Tuesday, September 14, 2010

I Can't Remember what Arizona used to be Called Before it was Called Arizona?


Was it...hmmmmm.....Oh wait, I know! It was called MEXICO. I cannot for the life of me figure out what these xenophobic red neck assholes think gives them the right to tell Mexicans they can't come back into their historic land and clean their toilets. Please tell us, Monsignor Patriot, if your skin is currently the color of burnt siena, your hair is long, black and shiny, is your name Flies with Eagles, are you currently whiskey drunk, and do you wear dream catcher earrings your grandmother fashioned from coyote teeth and spider webs? If the answer is no to all these questions then guess what? Your ancestors arrived here the same fucking way these people are now arriving: Packed like sardines into some unpleasant means of transport across dangerous natural features to work long hours at menial jobs and be ridiculed and despised by dumb shits like you. They wanted a few days a year to honor their local traditions and festivals and be left the fuck alone so they could get black-out drunk and fuck like rabbits. And that is all these Mexicans want, so take your These Colors Don't Run flags back to your house and blow your miserable fucking head off...no one will miss you.


These fucktards never want to consider for one second, or they are too stupid to wrap their meager brains around the concept of trying, how it is they are living in the desert southwest and how that area came to currently be known as the U.S.A. I'm not going to delve into the full shadowy history of how this came to be, but lets just say the most benign word I can think of is "Squatting". More accurate terms would be Aggression, Rape, Pillage, Theft and Murder. It was the equivalent of you sending your alcoholic brother-in-law into a restaurant you coveted every day until eventually someone got so offended by his bawdy behavior that they kicked his ass and threw him out. Only then you went back into the restaurant and beat and murdered everyone and then crossed out the name of the proprietor on the deed and signed yours next to it.
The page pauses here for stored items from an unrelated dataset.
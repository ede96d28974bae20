//! skill-activator: スキル自動起動フック
//!
//! プロンプト送信ごとに `skill-rules.json` のトリガーを評価し、
//! マッチしたスキルの本文をプロンプトへ注入する。ガードレールに
//! マッチした場合はプロンプトをブロックする。

pub mod augment;
pub mod cli;
pub mod config;
pub mod context;
pub mod error;
pub mod hook;
pub mod matcher;
pub mod pipeline;
pub mod policy;
pub mod rules;

// 主要な型の再エクスポート
pub use augment::{InMemorySkills, PromptAugmenter, SkillContentLookup, SkillDirectory};
pub use config::Config;
pub use context::{Context, ContextGatherer, VisibleFile};
pub use error::{ContentLookupError, PatternCompileError, RuleError};
pub use hook::{HookInput, HookResponse};
pub use matcher::{MatchOutcome, MatchResult, TriggerKind, TriggerMatcher};
pub use pipeline::{Activation, ActivationOutcome, ActivationPipeline};
pub use policy::{Action, Resolution};
pub use rules::{Enforcement, Priority, Rule, RuleKind, RuleStore};

/// バージョン情報
pub const VERSION: &str = env!("CARGO_PKG_VERSION");

/// ブロック時の終了コード
pub const BLOCK_EXIT_CODE: u8 = 2;
use serde::Serialize;
use std::cmp::Reverse;
use std::fmt;

use crate::matcher::MatchResult;
use crate::rules::{Enforcement, Rule};

/// 全体としてのアクション（None < Suggest < Warn < Block）
#[derive(Debug, Clone, Copy, PartialEq, Eq, PartialOrd, Ord, Serialize)]
#[serde(rename_all = "lowercase")]
pub enum Action {
    /// マッチなし。プロンプトはそのまま通す
    None,
    Suggest,
    /// 続行するが警告を付ける
    Warn,
    /// 停止してブロックメッセージのみを返す
    Block,
}

impl From<Enforcement> for Action {
    fn from(enforcement: Enforcement) -> Self {
        match enforcement {
            Enforcement::Suggest => Action::Suggest,
            Enforcement::Warn => Action::Warn,
            Enforcement::Block => Action::Block,
        }
    }
}

impl fmt::Display for Action {
    fn fmt(&self, f: &mut fmt::Formatter<'_>) -> fmt::Result {
        let s = match self {
            Action::None => "none",
            Action::Suggest => "suggest",
            Action::Warn => "warn",
            Action::Block => "block",
        };
        write!(f, "{}", s)
    }
}

/// ポリシー解決結果
#[derive(Debug, Clone)]
pub struct Resolution<'a> {
    pub action: Action,
    /// 優先度の降順（同順位は宣言順）
    pub ordered_skills: Vec<String>,
    /// `enforcement=block` のマッチ（ブロックメッセージ用）
    pub blocking_rules: Vec<&'a Rule>,
    /// `enforcement=warn` のマッチ（警告メッセージ用）
    pub warning_rules: Vec<&'a Rule>,
}

/// マッチ結果から全体アクションとスキルの順序を決定する
///
/// `matches` はルールストアの宣言順で渡すこと。ソートは安定なので
/// 同じ優先度のスキルは宣言順のまま並ぶ。
pub fn resolve<'a>(matches: &[MatchResult<'a>]) -> Resolution<'a> {
    let mut ordered: Vec<&'a Rule> = matches.iter().map(|m| m.rule).collect();
    ordered.sort_by_key(|rule| Reverse(rule.priority.weight()));

    let action = ordered
        .iter()
        .map(|rule| Action::from(rule.enforcement))
        .max()
        .unwrap_or(Action::None);

    let blocking_rules: Vec<&'a Rule> = ordered
        .iter()
        .copied()
        .filter(|rule| rule.enforcement == Enforcement::Block)
        .collect();
    let warning_rules: Vec<&'a Rule> = ordered
        .iter()
        .copied()
        .filter(|rule| rule.enforcement == Enforcement::Warn)
        .collect();

    if action == Action::Block {
        tracing::info!(
            "Prompt blocked by {}",
            blocking_rules
                .iter()
                .map(|r| r.name.as_str())
                .collect::<Vec<_>>()
                .join(", ")
        );
    }

    Resolution {
        action,
        ordered_skills: ordered.iter().map(|rule| rule.name.clone()).collect(),
        blocking_rules,
        warning_rules,
    }
}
And when one of the people you beat up and threw out of the restaurant comes back in 20 years and tries to mop the jiz off your bathroom floor, you tell him, "Fuck you Beaner, this here's Mare-eh-kuh!". And why are you trying to live in a desert anyway? I'm sick of spending money to get shit from places that can sustain growth of shit to you so that you can hang out and be not-so-bright in a place that can't sustain the growth of shit.


While you're at it Arizona, pass legislation that requires yourselves and your wanna-be Valley Kids to go work as fry cooks, janitors, landscapers and roofers. You sure as shit aren't going to do those jobs of your own volition.

1 comment:

  1. WHY DO YOU HATE AMERICA?

    I bet you're one of them people who thinks we came from monkeys too, what with yer fancy book-learnin and all.